Knock Knock! >> Who’s there? >> Your CFO!

No joke.  Your scary CFO is here and he’s taking over.

There was much buzz online when CFO.com posted the article “Memo to CFOs:  Don’t Trust HR” back in March.  Rutgers University professor Richard Beatty lambasted HR for “having no relevance to an organization’s success”.  He then went on to say that “HR isn’t very good at data analytics” and stated that since analytics is the CFO’s job anyways, Finance should see to it that it gets done. 

Fast forward 4 months and CFO Magazine is at it again, building Finance’s case for supremacy in the business universe.  They write about the need to finally apply HR metrics to help focus and track the outcome of activities on the bottom line.  I’m not going to argue with this one, nor am I going to argue against their dislike of using job satisfaction as a measure of corporate health. They’re right, there is no proof that happy employees make for happy and therefore free-spending customers. But I digress, that’s a discussion topic for another day…. 

The clincher to this article is secretly hidden in the middle, kind of like those warm, gross pickles in the middle of a perfectly good hamburger.  Here’s what they said: 

“It’s one thing to measure; it’s another thing to act. One possible solution… is to staff senior HR positions with people who have come from finance or other areas where ROI analysis and multivariable correlations have long been studied. Other companies may choose to restructure so that the head of HR reports to the CFO or to a chief performance officer.”

Are you offended yet? 

If you’re one of many analytical HR people, you should be.  If your organization is using HR metrics to make business decisions, you’re probably royally offended, too.

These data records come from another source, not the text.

use std::collections::BTreeMap;
use std::path::{Path, PathBuf};
use std::str::FromStr;

use rusqlite::{Connection, OpenFlags};
use tracing::debug;

use crate::error::{OppsqlError, Result};
use crate::grouping::{GroupingSpec, VariableSpec};
use crate::param;
use crate::table::Table;
use crate::value::Scalar;
use crate::vector::{self, VectorOptions};

/// A result file on disk.
///
/// Nothing is kept open between calls: every method opens its own read-only
/// connection, which is closed again when the call returns, whether it
/// succeeded or not.
#[derive(Debug, Clone)]
pub struct Database {
    path: PathBuf,
}

impl Database {
    pub fn open(path: impl AsRef<Path>) -> Result<Database> {
        let path = path.as_ref();
        if !path.is_file() {
            return Err(OppsqlError::Io(std::io::Error::new(
                std::io::ErrorKind::NotFound,
                format!("no result file at {}", path.display()),
            )));
        }
        Ok(Database { path: path.to_path_buf() })
    }

    pub fn path(&self) -> &Path {
        &self.path
    }

    fn connect(&self) -> Result<Connection> {
        debug!(path = %self.path.display(), "opening result file");
        let connection = Connection::open_with_flags(
            &self.path,
            OpenFlags::SQLITE_OPEN_READ_ONLY | OpenFlags::SQLITE_OPEN_NO_MUTEX,
        )?;
        Ok(connection)
    }

    pub fn vector(
        &self,
        by: impl Into<GroupingSpec>,
        variable: impl Into<VariableSpec>,
        options: &VectorOptions,
    ) -> Result<Table> {
        vector::vector(&self.connect()?, by, variable, options)
    }

    pub fn scalar<T: FromStr>(&self, name: &str) -> Result<T> {
        param::fetch_scalar(&self.connect()?, name)
    }

    pub fn parameter(&self, name: &str) -> Result<Scalar> {
        param::fetch_parameter(&self.connect()?, name)
    }

    pub fn iteration_variables(&self) -> Result<BTreeMap<String, Vec<Scalar>>> {
        param::fetch_iteration_variables(&self.connect()?)
    }
}
use std::path::PathBuf;

use config::{Config, Environment, File};
use serde::Deserialize;

use crate::error::Result;
use crate::logging::DEFAULT_DIRECTIVE;

/// Settings of the `oppsql` server.
///
/// Read from an optional `oppsql.toml` (or `.json`, `.yaml`) in the working
/// directory, then overridden by `OPPSQL_DATABASE`, `OPPSQL_LISTEN` and
/// `OPPSQL_LOG`.
#[derive(Debug, Clone, PartialEq, Deserialize)]
#[serde(default)]
pub struct Settings {
    /// Result file to serve.
    pub database: PathBuf,
    /// Address the HTTP server binds to.
    pub listen: String,
    /// Log filter directive.
    pub log: String,
}

impl Default for Settings {
    fn default() -> Self {
        Settings {
            database: PathBuf::from("results.sqlite"),
            listen: "127.0.0.1:8080".to_string(),
            log: DEFAULT_DIRECTIVE.to_string(),
        }
    }
}

impl Settings {
    pub fn load() -> Result<Settings> {
        Settings::load_from("oppsql")
    }

    /// Like [`Settings::load`] with another base name for the settings file.
    pub fn load_from(name: &str) -> Result<Settings> {
        let settings = Config::builder()
            .add_source(File::with_name(name).required(false))
            .add_source(Environment::with_prefix("OPPSQL"))
            .build()?
            .try_deserialize()?;
        Ok(settings)
    }
}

If you aren’t measuring, get ready to start reporting to the CFO because they are building the case that they are more competent than HR to get the job done.  There is no argument that Finance folks are analysts by nature.  But while they may help HR use their calculators, do they really think they are going to know what to do with that information?

I previously covered some ground about whether or not non-HR people can or should work in HR.  The conclusion:  yes they can and they should because other professions may have a lot of skill to offer HR.  However, I would much prefer to invite them in and hand them their agenda, not have them forced upon us.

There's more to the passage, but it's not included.